In a similar manner, the Government of Mexico City and the governments of states of the Mexican Republic have issued similar decrees ordering the suspension of certain activities considered non-essential during the sanitary emergency.
Based on the above, it is foreseeable that as the sanitary emergency continues to progress, Mexico’s federal, state, and municipal authorities will continue to issue decrees, orders, and provisions restricting and limiting the activities that companies, businesses, and individuals may carry out, as well as the concentration of a maximum number of individuals in a single place, while the sanitary emergency is ongoing. One of the relevant activities that could be impacted by these restrictions is the holding of in person shareholder meetings by public companies and in person holder meetings of issuing trusts, as required by law. This is particularly relevant for Mexican companies and some real estate investment trusts (FIBRAs) which are required to hold their annual meetings during the month of April.
Notwithstanding that current technology allows for business meetings to be held remotely through digital platforms and the internet and that Mexican commercial law recognized electronic means as tools for commercial acts and their formalization, there is no express and clear recognition in Mexican law regarding the validity of shareholders meetings held through these means.
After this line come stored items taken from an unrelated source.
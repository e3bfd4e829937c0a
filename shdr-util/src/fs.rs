
//////
//
// Imports
//

// Standard library
use std::{fs, path::{Path, PathBuf}};

// Anyhow library
use anyhow::{Context, Result, anyhow};



//////
//
// Functions
//

/// Recursively run a closure on an entire directory tree.
///
/// The closure receives the path of the visited entry, its path relative to `baseDirectory` (empty for the root
/// itself) and its file type. Directory entries are visited in lexical order of their file names. Symbolic links to
/// regular files are reported with the type of their target; links to directories are reported but not descended into.
pub fn doRecursively<PathRef: AsRef<Path>, Action: FnMut(&Path, &Path, fs::FileType)->Result<()>> (
	baseDirectory: PathRef, mut action: Action
) -> Result<()>
{
	// The actual recursive worker
	fn recurse<Action: FnMut(&Path, &Path, fs::FileType)->Result<()>> (source: &Path, destStack: &Path, action: &mut Action)
	-> Result<()> {
		let roottype = fs::metadata(source)
			.with_context(|| format!("Could not access '{}'", source.display()))?
			.file_type();
		action(source, destStack, roottype)?;
		if !roottype.is_dir() { return Ok(()) }

		let mut entries = fs::read_dir(source)
			.with_context(|| format!("Could not open directory '{}'", source.display()))?
			.collect::<std::io::Result<Vec<_>>>()?;
		entries.sort_by_key(|entry| entry.file_name());
		for entry in entries
		{
			let mut filetype = entry.file_type()?;
			if filetype.is_symlink() && let Ok(target) = fs::metadata(entry.path()) && target.is_file() {
				filetype = target.file_type();
			}
			if filetype.is_dir() {
				recurse(&entry.path(), &destStack.join(entry.file_name()), action)?;
			} else {
				action(&entry.path(), &destStack.join(entry.file_name()), filetype)?;
			}
		}
		Ok(())
	}

	// Dispatch
	recurse(baseDirectory.as_ref(), Path::new(""), &mut action)
}

/// Find all regular files below `rootDirectory` whose file name ends with `suffix`.
///
/// # Arguments
///
/// * `rootDirectory` – The directory to search recursively.
/// * `suffix` – The required ending of the file name, e.g. `.vert.glsl`.
///
/// # Returns
///
/// The full paths of all matching files, sorted lexically by their path relative to `rootDirectory`.
pub fn findFilesWithSuffix (rootDirectory: impl AsRef<Path>, suffix: &str) -> Result<Vec<PathBuf>>
{
	let rootDirectory = rootDirectory.as_ref();
	if !rootDirectory.is_dir() {
		return Err(anyhow!("Not a directory: '{}'", rootDirectory.display()));
	}

	let mut found = Vec::new();
	doRecursively(rootDirectory, |_, relPath, fileType| {
		if fileType.is_file() {
			if let Some(name) = relPath.file_name().and_then(|n| n.to_str()) && name.ends_with(suffix) {
				found.push(relPath.to_owned());
			}
		}
		Ok(())
	})?;
	found.sort();

	Ok(found.into_iter().map(|relPath| rootDirectory.join(relPath)).collect())
}

/// Make sure the parent directory of the given file path exists, creating all missing ancestors. Existing directories
/// and their contents are left untouched.
pub fn ensureParentDir (filepath: impl AsRef<Path>) -> Result<()>
{
	if let Some(parent) = filepath.as_ref().parent() && !parent.as_os_str().is_empty() {
		fs::create_dir_all(parent)
			.with_context(|| format!("Could not create directory '{}'", parent.display()))?;
	}
	Ok(())
}

/// Report whether the given path refers to an existing regular file (following symlinks).
#[inline(always)]
pub fn isRegularFile (path: impl AsRef<Path>) -> bool {
	fs::metadata(path).map(|meta| meta.is_file()).unwrap_or(false)
}

//////
//
// Imports
//

// Standard library
use std::{error::Error, fmt::{Display, Formatter}, path::PathBuf};



//////
//
// Errors
//

/// A required input of the build setup is missing or inconsistent. Always fatal.
#[derive(Debug)]
pub enum ConfigurationError {
	/// The shader source root directory does not exist.
	MissingSourceRoot(PathBuf),

	/// The rendering library checkout does not exist.
	MissingLibraryRoot(PathBuf),

	/// Two distinct shader sources would be compiled into the same artifact.
	ArtifactCollision { artifact: PathBuf, first: PathBuf, second: PathBuf },

	/// Some path of the setup could not be mapped, e.g. because it is not valid UTF-8.
	InvalidPath(anyhow::Error)
}
impl Display for ConfigurationError {
	fn fmt(&self, formatter: &mut Formatter<'_>) -> std::fmt::Result {
		let desc = match self {
			Self::MissingSourceRoot(path) => &format!("shader source directory not found: {}", path.display()),
			Self::MissingLibraryRoot(path) => &format!(
				"rendering library not found at {}; adjust `bgfxDir`", path.display()
			),
			Self::ArtifactCollision{artifact, first, second} => &format!(
				"'{}' and '{}' both compile to '{}'", first.display(), second.display(), artifact.display()
			),
			Self::InvalidPath(err) => &format!("invalid path: {err}")
		};
		write!(formatter, "ConfigurationError[{desc}]")
	}
}
impl Error for ConfigurationError {}

/// A required tool is not available. Always fatal.
#[derive(Debug)]
pub enum ToolchainError {
	/// The shader compiler executable is not present as a regular file.
	MissingCompiler(PathBuf)
}
impl Display for ToolchainError {
	fn fmt(&self, formatter: &mut Formatter<'_>) -> std::fmt::Result {
		let desc = match self {
			Self::MissingCompiler(path) => &format!(
				"shader compiler not found at {}; build the rendering library tools first", path.display()
			)
		};
		write!(formatter, "ToolchainError[{desc}]")
	}
}
impl Error for ToolchainError {}

/// A single shader failed to compile. Never fatal; recorded with the file's outcome.
#[derive(Debug,Clone,PartialEq,Eq)]
pub struct CompileError {
	/// The exit code of the compiler, or [`None`] if it could not be spawned or was terminated by a signal.
	pub exitCode: Option<i32>,

	/// The diagnostic lines explaining the failure.
	pub message: Vec<String>
}
impl Display for CompileError {
	fn fmt(&self, formatter: &mut Formatter<'_>) -> std::fmt::Result {
		let code = match self.exitCode {
			Some(code) => format!("exit code {code}"),
			None => "no exit code".into()
		};
		match self.message.first() {
			Some(first) => write!(formatter, "CompileError[{code}: {first}]"),
			None => write!(formatter, "CompileError[{code}]")
		}
	}
}
impl Error for CompileError {}

/// Any error that aborts a shader build before or while processing.
#[derive(Debug)]
pub enum DriverError {
	Configuration(ConfigurationError),
	Toolchain(ToolchainError),
	Io(anyhow::Error)
}
impl Display for DriverError {
	fn fmt(&self, formatter: &mut Formatter<'_>) -> std::fmt::Result {
		match self {
			Self::Configuration(err) => write!(formatter, "{err}"),
			Self::Toolchain(err) => write!(formatter, "{err}"),
			Self::Io(err) => write!(formatter, "DriverError[I/O failure: {err:#}]")
		}
	}
}
impl Error for DriverError {
	fn source(&self) -> Option<&(dyn Error + 'static)> {
		match self {
			Self::Configuration(err) => Some(err),
			Self::Toolchain(err) => Some(err),
			Self::Io(err) => Some(&**err)
		}
	}
}
impl From<ConfigurationError> for DriverError {
	fn from (err: ConfigurationError) -> Self { Self::Configuration(err) }
}
impl From<ToolchainError> for DriverError {
	fn from (err: ToolchainError) -> Self { Self::Toolchain(err) }
}
impl From<anyhow::Error> for DriverError {
	fn from (err: anyhow::Error) -> Self { Self::Io(err) }
}
impl From<std::io::Error> for DriverError {
	fn from (err: std::io::Error) -> Self { Self::Io(err.into()) }
}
However, given the difficulty or impossibility of holding in person shareholder meetings in the current environment, it has become necessary to implement measures to facilitate legally supporting the validity of those shareholder meetings that are held remotely during the sanitary emergency. We have the following considerations with respect to such measures:
- Force Majeure. Article 179 of the Mexican General Law of Business Corporations, which is suppletory to the General Law of Negotiable Instruments and Credit Transactions and to the Securities Market Law, and which is therefore applicable to both Mexican companies and issuing trusts, specifically provides that shareholder meetings are required to be held at the corporate domicile of the issuer, except in case of acts of God or force majeure. The declaration of a health emergency due to force majeure that was issued by the General Health Council and any other decrees, orders or legal provisions that are issued by the Federal Government, the government of Mexico City and the governments of the states of Mexico that limit or restrict the ability of issuers to actually hold shareholder meetings in the corporate domicile of the issuer serve as legal support for the exception contained in Article 179 of the Mexican General Law of Business Corporations. As stated above, the aforementioned Article allows that shareholder meetings are not necessarily held in a physical location within the corporate domicile of the issuer (but that, for example, they are held through platforms that are accessible through remote means) in the event of force majeure. It is therefore advisable to include in the corresponding call a brief mention of the force majeure event which caused the meeting to be held remotely.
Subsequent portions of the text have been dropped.